TensorRT-LLM PyTorch Memory Fraction Automatically Limited to 0.14 Despite KV Cache Configuration

When serving the GPT-OSS-20B model using TensorRT-LLM’s trtllm-serve command, the PyTorch memory fraction is automatically limited to 0.14 (14%) despite explicitly configuring KV cache memory through both YAML configuration files and CLI arguments.

Environment

  1. Platform: NVIDIA DGX Spark / GB10
  2. GPU: RTX 6000 ADA (120GB VRAM)
  3. Container Image: nvcr.io/nvidia/tensorrt-llm/release:spark-single-gpu-dev
  4. TensorRT-LLM Version: 1.1.0rc3
  5. PyTorch Version: 2.8.0a0+5228986c39.nv25.6
  6. Model: openai/gpt-oss-20b (FP8 quantized)

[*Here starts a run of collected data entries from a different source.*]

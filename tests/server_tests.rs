use atcbus::*;
use atcbus::link::{pump, LoopbackLink};
use atcbus::protocol::{ControlResponse, ResponseStatus};
use std::net::SocketAddr;
use std::time::Duration;
use tokio::io::{AsyncBufReadExt, AsyncReadExt, AsyncWriteExt, BufReader};
use tokio::net::TcpStream;

const IO_TIMEOUT: Duration = Duration::from_secs(5);

fn plane(raw: u8) -> PlaneId {
    PlaneId::new(raw).unwrap()
}

async fn start_tower(config: TowerConfig) -> (SocketAddr, SocketAddr) {
    let config = TowerConfig {
        data_port: 0,
        control_port: 0,
        ..config
    };
    let server = TowerServer::bind(config).await.unwrap();
    let data_addr = server.data_addr().unwrap();
    let control_addr = server.control_addr().unwrap();
    tokio::spawn(server.run());
    (data_addr, control_addr)
}

async fn exchange(stream: &mut TcpStream, packet: Packet, reply_count: usize) -> Vec<Packet> {
    stream.write_all(&[packet.encode()]).await.unwrap();
    read_replies(stream, reply_count).await
}

async fn read_replies(stream: &mut TcpStream, count: usize) -> Vec<Packet> {
    let mut buffer = vec![0u8; count];
    tokio::time::timeout(IO_TIMEOUT, stream.read_exact(&mut buffer))
        .await
        .unwrap()
        .unwrap();
    buffer.into_iter().map(Packet::decode).collect()
}

async fn control(addr: SocketAddr, line: &str) -> ControlResponse {
    let stream = TcpStream::connect(addr).await.unwrap();
    let (reader, mut writer) = stream.into_split();
    writer.write_all(line.as_bytes()).await.unwrap();
    writer.write_all(b"\n").await.unwrap();

    let mut response = String::new();
    tokio::time::timeout(IO_TIMEOUT, BufReader::new(reader).read_line(&mut response))
        .await
        .unwrap()
        .unwrap();
    serde_json::from_str(response.trim()).unwrap()
}

#[tokio::test]
async fn test_data_port_serves_packets() {
    let (data_addr, _) = start_tower(TowerConfig::default()).await;
    let mut stream = TcpStream::connect(data_addr).await.unwrap();

    assert_eq!(exchange(&mut stream, Packet::id_please(), 1).await, vec![Packet::id_available(plane(0))]);
    assert_eq!(
        exchange(&mut stream, Packet::request(plane(0), Operation::Landing), 1).await,
        vec![Packet::clear(plane(0), Runway::Zero)]
    );
    assert_eq!(
        exchange(&mut stream, Packet::hold(plane(0)), 1).await,
        vec![Packet::say_again(plane(0))]
    );
}

#[tokio::test]
async fn test_replies_are_broadcast_to_every_client() {
    let (data_addr, _) = start_tower(TowerConfig::default()).await;

    let mut watcher = TcpStream::connect(data_addr).await.unwrap();
    assert_eq!(exchange(&mut watcher, Packet::id_please(), 1).await, vec![Packet::id_available(plane(0))]);

    let mut pilot = TcpStream::connect(data_addr).await.unwrap();
    assert_eq!(exchange(&mut pilot, Packet::id_please(), 1).await, vec![Packet::id_available(plane(1))]);
    assert_eq!(
        exchange(&mut pilot, Packet::request(plane(1), Operation::Takeoff), 1).await,
        vec![Packet::clear(plane(1), Runway::Zero)]
    );

    assert_eq!(
        read_replies(&mut watcher, 2).await,
        vec![Packet::id_available(plane(1)), Packet::clear(plane(1), Runway::Zero)]
    );
}

#[tokio::test]
async fn test_control_status_reflects_traffic() {
    let (data_addr, control_addr) = start_tower(TowerConfig::default()).await;
    let mut stream = TcpStream::connect(data_addr).await.unwrap();
    for _ in 0..3 {
        exchange(&mut stream, Packet::id_please(), 1).await;
    }
    exchange(&mut stream, Packet::request(plane(2), Operation::Takeoff), 1).await;

    let response = control(control_addr, r#"{"id": 7, "command_type": "Status"}"#).await;
    assert_eq!(response.id, 7);
    assert_eq!(response.status, ResponseStatus::Success);

    let snapshot = response.snapshot.unwrap();
    assert_eq!(snapshot.allocated_mask, 0b111);
    assert_eq!(snapshot.active_runways(), 0b01);
    assert_eq!(snapshot.last_replies, vec![Packet::clear(plane(2), Runway::Zero).encode()]);
}

#[tokio::test]
async fn test_control_rejects_invalid_commands() {
    let (_, control_addr) = start_tower(TowerConfig::default()).await;

    let response = control(control_addr, "{ nope").await;
    assert_eq!(response.status, ResponseStatus::InvalidCommand);
    assert!(response.snapshot.is_none());

    let response = control(
        control_addr,
        r#"{"id": 2, "command_type": {"SetRunwayOverride": {"mask": 9}}}"#,
    )
    .await;
    assert_eq!(response.status, ResponseStatus::InvalidCommand);
}

#[tokio::test]
async fn test_runway_override_over_control_channel() {
    let (data_addr, control_addr) = start_tower(TowerConfig::default()).await;

    let response = control(
        control_addr,
        r#"{"id": 1, "command_type": {"SetRunwayOverride": {"mask": 1}}}"#,
    )
    .await;
    assert_eq!(response.status, ResponseStatus::Success);

    let mut stream = TcpStream::connect(data_addr).await.unwrap();
    exchange(&mut stream, Packet::id_please(), 1).await;
    assert_eq!(
        exchange(&mut stream, Packet::request(plane(0), Operation::Takeoff), 1).await,
        vec![Packet::clear(plane(0), Runway::One)]
    );
}

#[tokio::test]
async fn test_configured_release_on_declare() {
    let config = TowerConfig {
        release_on_declare: true,
        ..TowerConfig::default()
    };
    let (data_addr, _) = start_tower(config).await;
    let mut stream = TcpStream::connect(data_addr).await.unwrap();

    exchange(&mut stream, Packet::id_please(), 1).await;
    exchange(&mut stream, Packet::request(plane(0), Operation::Takeoff), 1).await;
    stream.write_all(&[Packet::declare(plane(0), Runway::Zero).encode()]).await.unwrap();

    // The declare has no reply; the next ID reuses plane 0
    assert_eq!(exchange(&mut stream, Packet::id_please(), 1).await, vec![Packet::id_available(plane(0))]);
}

#[test]
fn test_loopback_link_runs_basic_flow() {
    let mut link = LoopbackLink::default();
    let mut tower = Arbiter::new();

    for packet in [
        Packet::id_please(),
        Packet::id_please(),
        Packet::request(plane(0), Operation::Takeoff),
        Packet::request(plane(1), Operation::Takeoff),
        Packet::declare(plane(0), Runway::Zero),
    ] {
        link.send(packet.encode()).unwrap();
    }
    assert_eq!(link.pending_requests(), 5);
    assert_eq!(pump(&mut link, &mut tower), Ok(5));

    let replies: Vec<Packet> = link.receive_all().into_iter().map(Packet::decode).collect();
    assert_eq!(
        replies,
        vec![
            Packet::id_available(plane(0)),
            Packet::id_available(plane(1)),
            Packet::clear(plane(0), Runway::Zero),
            Packet::clear(plane(1), Runway::One),
        ]
    );
}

1. Create YAML Configuration File

cat > /tmp/extra-llm-api-config.yml <<'EOF'
print_iter_log: false
max_batch_size: 64
max_seq_len: 16384
max_input_len: 16384
max_num_tokens: 4096
enable_chunked_prefill: true

kv_cache_config:
  dtype: "auto"
  max_tokens: 200000
  enable_block_reuse: true
  onboard_blocks: true

cuda_graph_config:
  enable_padding: true

disable_overlap_scheduler: true
enable_iter_perf_stats: true
EOF

2. Launch Server

trtllm-serve "/models/gpt-oss-20b" \
  --host 0.0.0.0 \
  --port 8355 \
  --max_batch_size 64 \
  --max_seq_len 16384 \
  --max_input_len 16384 \
  --max_num_tokens 4096 \
  --trust_remote_code \
  --extra_llm_api_options /tmp/extra-llm-api-config.yml

3. Alternative Configurations Tested

Attempt A: Using free_gpu_memory_fraction

kv_cache_config:
  dtype: "auto"
  free_gpu_memory_fraction: 0.8

Attempt B: Using max_gpu_total_bytes

kv_cache_config:
  dtype: "auto"
  max_gpu_total_bytes: 85899345920  # 80GB

Attempt C: CLI arguments only (minimal YAML)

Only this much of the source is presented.